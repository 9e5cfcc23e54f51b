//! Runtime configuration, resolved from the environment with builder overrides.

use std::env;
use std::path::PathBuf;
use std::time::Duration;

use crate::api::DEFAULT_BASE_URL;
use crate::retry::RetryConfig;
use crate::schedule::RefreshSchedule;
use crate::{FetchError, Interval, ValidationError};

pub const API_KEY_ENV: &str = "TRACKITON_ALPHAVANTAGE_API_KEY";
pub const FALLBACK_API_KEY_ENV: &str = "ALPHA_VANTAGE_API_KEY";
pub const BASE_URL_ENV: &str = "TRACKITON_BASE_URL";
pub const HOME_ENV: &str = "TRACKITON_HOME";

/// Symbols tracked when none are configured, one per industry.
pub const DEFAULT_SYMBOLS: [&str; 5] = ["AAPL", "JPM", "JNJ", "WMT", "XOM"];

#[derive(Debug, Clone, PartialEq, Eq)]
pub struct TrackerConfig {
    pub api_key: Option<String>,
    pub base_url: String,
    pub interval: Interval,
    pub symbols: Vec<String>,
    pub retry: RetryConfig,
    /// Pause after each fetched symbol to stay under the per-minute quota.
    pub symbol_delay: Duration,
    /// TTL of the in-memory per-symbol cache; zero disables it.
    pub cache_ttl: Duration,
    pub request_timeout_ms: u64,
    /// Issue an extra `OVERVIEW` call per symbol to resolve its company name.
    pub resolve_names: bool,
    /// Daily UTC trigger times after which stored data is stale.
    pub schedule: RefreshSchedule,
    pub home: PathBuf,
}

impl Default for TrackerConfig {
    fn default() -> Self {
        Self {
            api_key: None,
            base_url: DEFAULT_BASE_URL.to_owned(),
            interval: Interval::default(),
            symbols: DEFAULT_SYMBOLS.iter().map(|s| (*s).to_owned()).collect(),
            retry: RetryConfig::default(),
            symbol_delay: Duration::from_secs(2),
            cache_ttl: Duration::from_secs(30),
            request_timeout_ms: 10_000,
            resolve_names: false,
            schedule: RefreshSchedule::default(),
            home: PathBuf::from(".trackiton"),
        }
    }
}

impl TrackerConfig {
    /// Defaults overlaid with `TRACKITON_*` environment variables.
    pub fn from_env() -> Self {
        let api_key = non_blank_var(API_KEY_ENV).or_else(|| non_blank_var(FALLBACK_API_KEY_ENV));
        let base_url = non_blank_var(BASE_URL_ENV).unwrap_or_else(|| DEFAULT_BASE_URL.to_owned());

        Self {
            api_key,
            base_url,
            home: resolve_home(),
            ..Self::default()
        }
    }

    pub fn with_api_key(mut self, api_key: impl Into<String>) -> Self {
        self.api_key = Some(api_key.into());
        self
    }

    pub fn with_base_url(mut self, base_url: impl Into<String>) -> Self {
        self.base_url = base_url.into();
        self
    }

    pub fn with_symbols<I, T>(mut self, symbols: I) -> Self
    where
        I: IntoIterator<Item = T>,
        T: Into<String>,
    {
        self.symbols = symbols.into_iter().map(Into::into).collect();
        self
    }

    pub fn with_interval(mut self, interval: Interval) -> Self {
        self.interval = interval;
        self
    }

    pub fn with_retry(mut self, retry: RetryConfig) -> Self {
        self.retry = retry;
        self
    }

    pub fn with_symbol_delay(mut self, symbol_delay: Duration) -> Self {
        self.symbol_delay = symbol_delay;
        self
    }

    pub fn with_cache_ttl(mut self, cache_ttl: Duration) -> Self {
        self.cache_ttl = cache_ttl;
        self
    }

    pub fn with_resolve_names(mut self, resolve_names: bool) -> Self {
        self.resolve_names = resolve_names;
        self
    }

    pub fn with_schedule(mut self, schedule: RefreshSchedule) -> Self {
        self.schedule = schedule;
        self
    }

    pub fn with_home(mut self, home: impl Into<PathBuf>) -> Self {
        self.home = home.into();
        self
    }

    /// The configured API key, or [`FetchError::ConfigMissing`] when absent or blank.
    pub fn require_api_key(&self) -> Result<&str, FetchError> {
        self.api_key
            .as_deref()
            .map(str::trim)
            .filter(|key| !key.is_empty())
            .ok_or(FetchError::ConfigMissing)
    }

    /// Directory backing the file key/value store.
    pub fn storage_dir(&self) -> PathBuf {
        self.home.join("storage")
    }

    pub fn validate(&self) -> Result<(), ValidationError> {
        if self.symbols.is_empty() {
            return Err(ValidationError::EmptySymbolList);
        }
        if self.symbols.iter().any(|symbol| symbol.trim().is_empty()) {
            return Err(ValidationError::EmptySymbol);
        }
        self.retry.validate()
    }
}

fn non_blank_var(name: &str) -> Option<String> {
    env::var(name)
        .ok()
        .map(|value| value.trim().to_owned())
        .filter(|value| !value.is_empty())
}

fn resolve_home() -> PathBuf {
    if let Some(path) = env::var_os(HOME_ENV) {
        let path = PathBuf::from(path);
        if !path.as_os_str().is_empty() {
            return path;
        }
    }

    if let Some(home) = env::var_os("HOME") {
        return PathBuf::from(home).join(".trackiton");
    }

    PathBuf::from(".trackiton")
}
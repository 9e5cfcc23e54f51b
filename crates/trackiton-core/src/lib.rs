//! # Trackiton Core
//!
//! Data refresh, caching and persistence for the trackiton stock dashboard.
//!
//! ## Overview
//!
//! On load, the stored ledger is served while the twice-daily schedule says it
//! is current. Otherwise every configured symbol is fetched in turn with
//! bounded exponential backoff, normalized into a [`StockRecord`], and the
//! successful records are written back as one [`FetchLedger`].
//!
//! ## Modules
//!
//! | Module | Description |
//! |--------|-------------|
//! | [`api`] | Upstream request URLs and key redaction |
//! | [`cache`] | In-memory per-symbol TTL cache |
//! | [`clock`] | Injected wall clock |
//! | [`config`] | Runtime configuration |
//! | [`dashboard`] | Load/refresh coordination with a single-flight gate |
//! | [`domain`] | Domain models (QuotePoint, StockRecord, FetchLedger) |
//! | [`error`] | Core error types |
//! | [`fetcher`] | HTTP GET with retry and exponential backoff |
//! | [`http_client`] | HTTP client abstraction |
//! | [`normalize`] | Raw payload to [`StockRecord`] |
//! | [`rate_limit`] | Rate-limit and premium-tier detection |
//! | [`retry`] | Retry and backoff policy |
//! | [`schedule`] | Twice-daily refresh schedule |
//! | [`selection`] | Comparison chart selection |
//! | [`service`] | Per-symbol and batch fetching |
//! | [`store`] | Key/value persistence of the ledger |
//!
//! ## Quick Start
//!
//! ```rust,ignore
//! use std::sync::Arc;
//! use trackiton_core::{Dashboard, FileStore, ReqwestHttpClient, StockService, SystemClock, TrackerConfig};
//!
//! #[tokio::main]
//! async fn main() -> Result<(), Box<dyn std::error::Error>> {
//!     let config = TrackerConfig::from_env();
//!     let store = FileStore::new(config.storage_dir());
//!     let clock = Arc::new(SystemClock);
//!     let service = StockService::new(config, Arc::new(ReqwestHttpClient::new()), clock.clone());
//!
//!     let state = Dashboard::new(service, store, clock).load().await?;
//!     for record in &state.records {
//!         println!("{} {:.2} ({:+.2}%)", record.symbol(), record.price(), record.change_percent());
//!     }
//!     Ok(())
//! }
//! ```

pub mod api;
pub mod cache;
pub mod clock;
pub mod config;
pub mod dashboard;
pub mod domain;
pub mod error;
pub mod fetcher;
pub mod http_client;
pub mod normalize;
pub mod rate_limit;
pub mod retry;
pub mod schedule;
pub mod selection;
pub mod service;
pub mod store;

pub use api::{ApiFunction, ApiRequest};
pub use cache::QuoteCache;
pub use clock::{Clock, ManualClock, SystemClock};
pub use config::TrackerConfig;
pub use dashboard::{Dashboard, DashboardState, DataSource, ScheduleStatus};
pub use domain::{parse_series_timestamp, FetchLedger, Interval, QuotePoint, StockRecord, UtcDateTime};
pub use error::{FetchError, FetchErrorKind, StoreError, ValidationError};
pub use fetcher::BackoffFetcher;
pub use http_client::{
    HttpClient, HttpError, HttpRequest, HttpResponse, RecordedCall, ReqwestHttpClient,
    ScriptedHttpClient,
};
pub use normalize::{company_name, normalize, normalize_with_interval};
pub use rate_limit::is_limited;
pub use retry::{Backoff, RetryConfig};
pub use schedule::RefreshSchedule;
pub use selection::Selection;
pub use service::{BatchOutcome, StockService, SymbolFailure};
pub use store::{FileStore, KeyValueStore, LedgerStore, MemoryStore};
--
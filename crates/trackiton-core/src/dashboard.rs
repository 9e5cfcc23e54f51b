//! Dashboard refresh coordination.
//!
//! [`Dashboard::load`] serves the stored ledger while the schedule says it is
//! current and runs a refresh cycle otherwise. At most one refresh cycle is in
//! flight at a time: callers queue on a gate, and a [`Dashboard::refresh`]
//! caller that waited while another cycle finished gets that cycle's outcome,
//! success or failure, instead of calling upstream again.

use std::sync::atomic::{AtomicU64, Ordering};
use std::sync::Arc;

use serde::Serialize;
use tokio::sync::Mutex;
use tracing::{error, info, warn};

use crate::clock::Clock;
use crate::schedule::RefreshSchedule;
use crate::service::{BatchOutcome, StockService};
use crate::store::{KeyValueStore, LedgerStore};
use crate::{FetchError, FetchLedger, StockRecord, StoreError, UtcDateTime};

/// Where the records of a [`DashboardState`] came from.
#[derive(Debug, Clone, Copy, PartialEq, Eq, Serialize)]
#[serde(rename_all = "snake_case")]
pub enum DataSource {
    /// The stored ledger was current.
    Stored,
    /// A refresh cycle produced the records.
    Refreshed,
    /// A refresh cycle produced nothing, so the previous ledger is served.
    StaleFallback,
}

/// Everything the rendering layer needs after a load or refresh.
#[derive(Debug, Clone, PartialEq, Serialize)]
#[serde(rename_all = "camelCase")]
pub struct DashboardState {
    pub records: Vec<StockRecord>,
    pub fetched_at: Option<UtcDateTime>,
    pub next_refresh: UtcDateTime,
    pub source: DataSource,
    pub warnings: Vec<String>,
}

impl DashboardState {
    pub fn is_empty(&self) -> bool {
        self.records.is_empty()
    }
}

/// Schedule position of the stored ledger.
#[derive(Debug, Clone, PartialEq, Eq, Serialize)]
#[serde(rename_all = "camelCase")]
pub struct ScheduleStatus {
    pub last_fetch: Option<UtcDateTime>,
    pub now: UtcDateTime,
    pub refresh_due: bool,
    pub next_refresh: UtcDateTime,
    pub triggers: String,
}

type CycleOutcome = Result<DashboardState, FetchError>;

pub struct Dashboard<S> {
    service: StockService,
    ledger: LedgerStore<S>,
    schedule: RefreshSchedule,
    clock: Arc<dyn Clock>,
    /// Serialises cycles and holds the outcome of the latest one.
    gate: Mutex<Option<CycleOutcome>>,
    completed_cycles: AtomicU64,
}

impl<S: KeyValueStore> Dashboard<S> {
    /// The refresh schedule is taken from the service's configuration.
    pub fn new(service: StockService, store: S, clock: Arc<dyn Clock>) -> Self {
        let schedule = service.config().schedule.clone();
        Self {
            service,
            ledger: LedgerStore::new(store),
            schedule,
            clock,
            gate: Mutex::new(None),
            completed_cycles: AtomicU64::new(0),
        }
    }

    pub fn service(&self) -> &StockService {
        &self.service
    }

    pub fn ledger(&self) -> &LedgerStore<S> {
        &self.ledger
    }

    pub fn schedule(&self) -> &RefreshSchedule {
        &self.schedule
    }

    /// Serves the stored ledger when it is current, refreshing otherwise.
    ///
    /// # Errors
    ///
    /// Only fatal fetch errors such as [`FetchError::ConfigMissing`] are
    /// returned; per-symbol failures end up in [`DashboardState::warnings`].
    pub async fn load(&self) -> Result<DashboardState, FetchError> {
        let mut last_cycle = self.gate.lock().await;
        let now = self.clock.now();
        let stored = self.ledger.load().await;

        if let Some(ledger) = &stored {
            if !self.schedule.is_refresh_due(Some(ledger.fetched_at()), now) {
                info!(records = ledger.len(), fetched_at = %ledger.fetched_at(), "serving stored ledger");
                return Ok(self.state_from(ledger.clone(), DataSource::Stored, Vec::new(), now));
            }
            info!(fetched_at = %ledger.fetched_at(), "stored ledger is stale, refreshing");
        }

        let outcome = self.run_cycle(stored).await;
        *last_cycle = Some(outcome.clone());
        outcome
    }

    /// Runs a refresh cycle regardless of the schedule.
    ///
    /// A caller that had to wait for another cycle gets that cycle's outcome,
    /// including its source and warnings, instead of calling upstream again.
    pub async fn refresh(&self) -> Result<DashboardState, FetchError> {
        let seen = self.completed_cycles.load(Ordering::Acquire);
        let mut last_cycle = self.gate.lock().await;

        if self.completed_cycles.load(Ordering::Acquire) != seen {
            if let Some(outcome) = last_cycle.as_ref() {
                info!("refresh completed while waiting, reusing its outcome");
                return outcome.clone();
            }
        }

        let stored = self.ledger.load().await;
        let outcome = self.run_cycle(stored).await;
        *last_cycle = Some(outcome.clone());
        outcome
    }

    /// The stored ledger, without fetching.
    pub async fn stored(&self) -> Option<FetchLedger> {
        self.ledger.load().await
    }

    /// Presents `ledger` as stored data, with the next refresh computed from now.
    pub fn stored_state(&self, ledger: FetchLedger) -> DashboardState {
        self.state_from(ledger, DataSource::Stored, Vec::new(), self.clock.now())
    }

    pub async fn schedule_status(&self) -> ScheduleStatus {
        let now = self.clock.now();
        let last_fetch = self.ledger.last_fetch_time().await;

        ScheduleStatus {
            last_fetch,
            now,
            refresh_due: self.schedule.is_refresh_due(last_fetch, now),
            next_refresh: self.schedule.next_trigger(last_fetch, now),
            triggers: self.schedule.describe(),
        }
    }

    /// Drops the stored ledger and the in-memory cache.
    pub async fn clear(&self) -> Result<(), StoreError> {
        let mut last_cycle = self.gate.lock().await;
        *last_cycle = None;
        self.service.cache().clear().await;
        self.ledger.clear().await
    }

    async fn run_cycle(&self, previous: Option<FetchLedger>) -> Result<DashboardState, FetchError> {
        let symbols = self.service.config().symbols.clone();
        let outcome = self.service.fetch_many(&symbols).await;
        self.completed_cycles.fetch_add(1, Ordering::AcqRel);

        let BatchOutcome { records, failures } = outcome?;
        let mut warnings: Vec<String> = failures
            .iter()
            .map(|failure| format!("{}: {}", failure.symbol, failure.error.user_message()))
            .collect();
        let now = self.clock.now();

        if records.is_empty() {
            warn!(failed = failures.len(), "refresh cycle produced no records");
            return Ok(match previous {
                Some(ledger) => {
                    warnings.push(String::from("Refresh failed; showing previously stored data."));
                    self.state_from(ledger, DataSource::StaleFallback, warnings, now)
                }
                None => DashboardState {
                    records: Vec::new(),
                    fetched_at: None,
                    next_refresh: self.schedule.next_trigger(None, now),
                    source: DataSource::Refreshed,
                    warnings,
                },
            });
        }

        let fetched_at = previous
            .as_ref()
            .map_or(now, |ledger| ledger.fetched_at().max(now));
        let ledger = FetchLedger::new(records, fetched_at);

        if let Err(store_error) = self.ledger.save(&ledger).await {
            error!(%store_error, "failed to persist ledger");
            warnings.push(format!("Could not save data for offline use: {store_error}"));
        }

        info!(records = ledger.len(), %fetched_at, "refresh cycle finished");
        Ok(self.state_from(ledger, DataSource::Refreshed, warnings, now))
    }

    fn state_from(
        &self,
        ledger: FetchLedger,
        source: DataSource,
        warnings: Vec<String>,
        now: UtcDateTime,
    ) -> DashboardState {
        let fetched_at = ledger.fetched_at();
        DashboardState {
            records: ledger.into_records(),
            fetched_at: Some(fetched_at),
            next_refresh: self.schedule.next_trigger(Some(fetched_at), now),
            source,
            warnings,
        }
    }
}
==
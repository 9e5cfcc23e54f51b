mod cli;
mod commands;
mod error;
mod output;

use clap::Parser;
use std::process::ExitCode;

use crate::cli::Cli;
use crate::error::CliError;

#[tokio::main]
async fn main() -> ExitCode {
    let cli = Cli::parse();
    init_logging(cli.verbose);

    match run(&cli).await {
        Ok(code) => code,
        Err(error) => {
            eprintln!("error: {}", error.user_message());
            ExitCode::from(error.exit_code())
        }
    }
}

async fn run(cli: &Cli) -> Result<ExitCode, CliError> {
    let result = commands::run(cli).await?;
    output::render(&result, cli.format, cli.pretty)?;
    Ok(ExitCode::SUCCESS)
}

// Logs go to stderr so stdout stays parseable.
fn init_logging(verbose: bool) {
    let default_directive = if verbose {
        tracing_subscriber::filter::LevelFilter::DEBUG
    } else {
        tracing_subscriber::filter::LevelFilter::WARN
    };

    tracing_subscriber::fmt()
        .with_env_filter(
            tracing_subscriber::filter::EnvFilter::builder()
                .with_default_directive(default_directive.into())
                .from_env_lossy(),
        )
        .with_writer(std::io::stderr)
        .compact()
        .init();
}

_Task to carry out_.
From the data above, copy each line that holds "crates".

_Your response_.
filename crates/trackiton-core/src/lib.rs
filename crates/trackiton-core/src/dashboard.rs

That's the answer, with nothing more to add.